··· Data to process ···

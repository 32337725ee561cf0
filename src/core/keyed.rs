//! Identity-keyed associative container.

use super::identity::{Identified, Identity};
use std::collections::hash_map::{Entry, HashMap};
use std::fmt;

/// Associative container keyed by each key's [`Identity`].
///
/// Two keys with the same identity address the same slot, even when they are
/// distinct values. The key itself is stored next to the value so that
/// [`keys`](KeyedMap::keys) returns the original key objects.
///
/// Enumeration order is unspecified.
///
/// # Example
///
/// ```rust
/// use statecraft::core::{Event, KeyedMap};
///
/// let mut map = KeyedMap::new();
/// map.add(Event::from_static("CONNECT"), 1);
/// map.add(Event::from_static("CONNECT"), 2); // overwrite, same identity
///
/// assert_eq!(map.count(), 1);
/// assert_eq!(map.item(&Event::from_static("CONNECT")), Some(&2));
/// ```
pub struct KeyedMap<K, V> {
    entries: HashMap<Identity, (K, V)>,
}

impl<K: Identified, V> KeyedMap<K, V> {
    pub fn new() -> Self {
        Self {
            entries: HashMap::new(),
        }
    }

    /// Insert or overwrite by identity.
    ///
    /// Returns the previous value when the identity was already present; the
    /// distinct-key count only grows on a true insert.
    pub fn add(&mut self, key: K, value: V) -> Option<V> {
        match self.entries.entry(key.identity().clone()) {
            Entry::Occupied(mut slot) => {
                let (_, previous) = slot.insert((key, value));
                Some(previous)
            }
            Entry::Vacant(slot) => {
                slot.insert((key, value));
                None
            }
        }
    }

    pub fn contains_key<Q: Identified + ?Sized>(&self, key: &Q) -> bool {
        self.entries.contains_key(key.identity())
    }

    /// Value stored under `key`'s identity, or `None`.
    pub fn item<Q: Identified + ?Sized>(&self, key: &Q) -> Option<&V> {
        self.entries.get(key.identity()).map(|(_, value)| value)
    }

    pub fn item_mut<Q: Identified + ?Sized>(&mut self, key: &Q) -> Option<&mut V> {
        self.entries.get_mut(key.identity()).map(|(_, value)| value)
    }

    /// Value under `key`, inserting `make()` first when absent.
    pub fn item_or_insert_with<F>(&mut self, key: K, make: F) -> &mut V
    where
        F: FnOnce() -> V,
    {
        &mut self
            .entries
            .entry(key.identity().clone())
            .or_insert_with(|| (key, make()))
            .1
    }

    /// Remove `key` and return its value. Absent keys leave the map untouched.
    pub fn remove<Q: Identified + ?Sized>(&mut self, key: &Q) -> Option<V> {
        self.entries.remove(key.identity()).map(|(_, value)| value)
    }

    /// Number of distinct identities stored.
    pub fn count(&self) -> usize {
        self.entries.len()
    }

    pub fn is_empty(&self) -> bool {
        self.entries.is_empty()
    }

    pub fn keys(&self) -> impl Iterator<Item = &K> + '_ {
        self.entries.values().map(|(key, _)| key)
    }

    pub fn values(&self) -> impl Iterator<Item = &V> + '_ {
        self.entries.values().map(|(_, value)| value)
    }

    pub fn iter(&self) -> impl Iterator<Item = (&K, &V)> + '_ {
        self.entries.values().map(|(key, value)| (key, value))
    }
}

impl<K: Identified, V> Default for KeyedMap<K, V> {
    fn default() -> Self {
        Self::new()
    }
}

impl<K: Identified + Clone, V: Clone> Clone for KeyedMap<K, V> {
    fn clone(&self) -> Self {
        Self {
            entries: self.entries.clone(),
        }
    }
}

impl<K: Identified + fmt::Debug, V: fmt::Debug> fmt::Debug for KeyedMap<K, V> {
    fn fmt(&self, f: &mut fmt::Formatter<'_>) -> fmt::Result {
        f.debug_map().entries(self.iter()).finish()
    }
}

impl<K: Identified, V> FromIterator<(K, V)> for KeyedMap<K, V> {
    fn from_iter<I: IntoIterator<Item = (K, V)>>(iter: I) -> Self {
        let mut map = Self::new();
        for (key, value) in iter {
            map.add(key, value);
        }
        map
    }
}

#[cfg(test)]
mod tests {
    use super::*;

    #[derive(Clone, Debug)]
    struct Node {
        id: Identity,
        label: &'static str,
    }

    impl Node {
        fn new(label: &'static str) -> Self {
            Self {
                id: Identity::generate(),
                label,
            }
        }
    }

    impl Identified for Node {
        fn identity(&self) -> &Identity {
            &self.id
        }
    }

    #[test]
    fn add_counts_distinct_identities() {
        let a = Node::new("a");
        let b = Node::new("b");
        let mut map = KeyedMap::new();

        assert_eq!(map.add(a.clone(), 1), None);
        assert_eq!(map.add(b.clone(), 2), None);
        assert_eq!(map.count(), 2);
    }

    #[test]
    fn add_overwrites_by_identity() {
        let a = Node::new("a");
        let mut map = KeyedMap::new();

        map.add(a.clone(), 1);
        assert_eq!(map.add(a.clone(), 5), Some(1));

        assert_eq!(map.count(), 1);
        assert_eq!(map.item(&a), Some(&5));
    }

    #[test]
    fn overwrite_replaces_stored_key() {
        let original = Node::new("first");
        let replacement = Node {
            id: original.id.clone(),
            label: "second",
        };
        let mut map = KeyedMap::new();

        map.add(original, ());
        map.add(replacement, ());

        let labels: Vec<_> = map.keys().map(|n| n.label).collect();
        assert_eq!(labels, vec!["second"]);
    }

    #[test]
    fn item_returns_none_for_unknown_key() {
        let map: KeyedMap<Node, i32> = KeyedMap::new();
        assert_eq!(map.item(&Node::new("ghost")), None);
        assert!(!map.contains_key(&Node::new("ghost")));
    }

    #[test]
    fn lookup_by_bare_identity() {
        let a = Node::new("a");
        let mut map = KeyedMap::new();
        map.add(a.clone(), "value");

        assert_eq!(map.item(&a.id), Some(&"value"));
        assert!(map.contains_key(&a.id));
    }

    #[test]
    fn remove_decrements_once() {
        let a = Node::new("a");
        let b = Node::new("b");
        let mut map = KeyedMap::new();
        map.add(a.clone(), 1);
        map.add(b.clone(), 2);

        assert_eq!(map.remove(&a), Some(1));
        assert_eq!(map.count(), 1);
        assert!(map.keys().all(|k| k.id != a.id));
        assert!(map.values().all(|v| *v != 1));
    }

    #[test]
    fn remove_absent_key_is_noop() {
        let a = Node::new("a");
        let mut map = KeyedMap::new();
        map.add(a.clone(), 1);

        assert_eq!(map.remove(&Node::new("other")), None);
        assert_eq!(map.count(), 1);

        map.remove(&a);
        assert_eq!(map.remove(&a), None);
        assert_eq!(map.count(), 0);
    }

    #[test]
    fn item_or_insert_with_creates_once() {
        let a = Node::new("a");
        let mut map: KeyedMap<Node, Vec<u8>> = KeyedMap::new();

        map.item_or_insert_with(a.clone(), Vec::new).push(1);
        map.item_or_insert_with(a.clone(), Vec::new).push(2);

        assert_eq!(map.count(), 1);
        assert_eq!(map.item(&a), Some(&vec![1, 2]));
    }

    #[test]
    fn enumeration_is_restartable() {
        let map: KeyedMap<Node, u32> = (0..5).map(|i| (Node::new("n"), i)).collect();

        let first: u32 = map.values().sum();
        let second: u32 = map.values().sum();
        assert_eq!(first, 10);
        assert_eq!(first, second);
        assert_eq!(map.keys().count(), map.count());
    }

    #[test]
    fn item_mut_updates_in_place() {
        let a = Node::new("a");
        let mut map = KeyedMap::new();
        map.add(a.clone(), 1);

        if let Some(value) = map.item_mut(&a) {
            *value += 41;
        }
        assert_eq!(map.item(&a), Some(&42));
    }
}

···

In the entries above, how many lines hold the word "Event"? State the number only.

4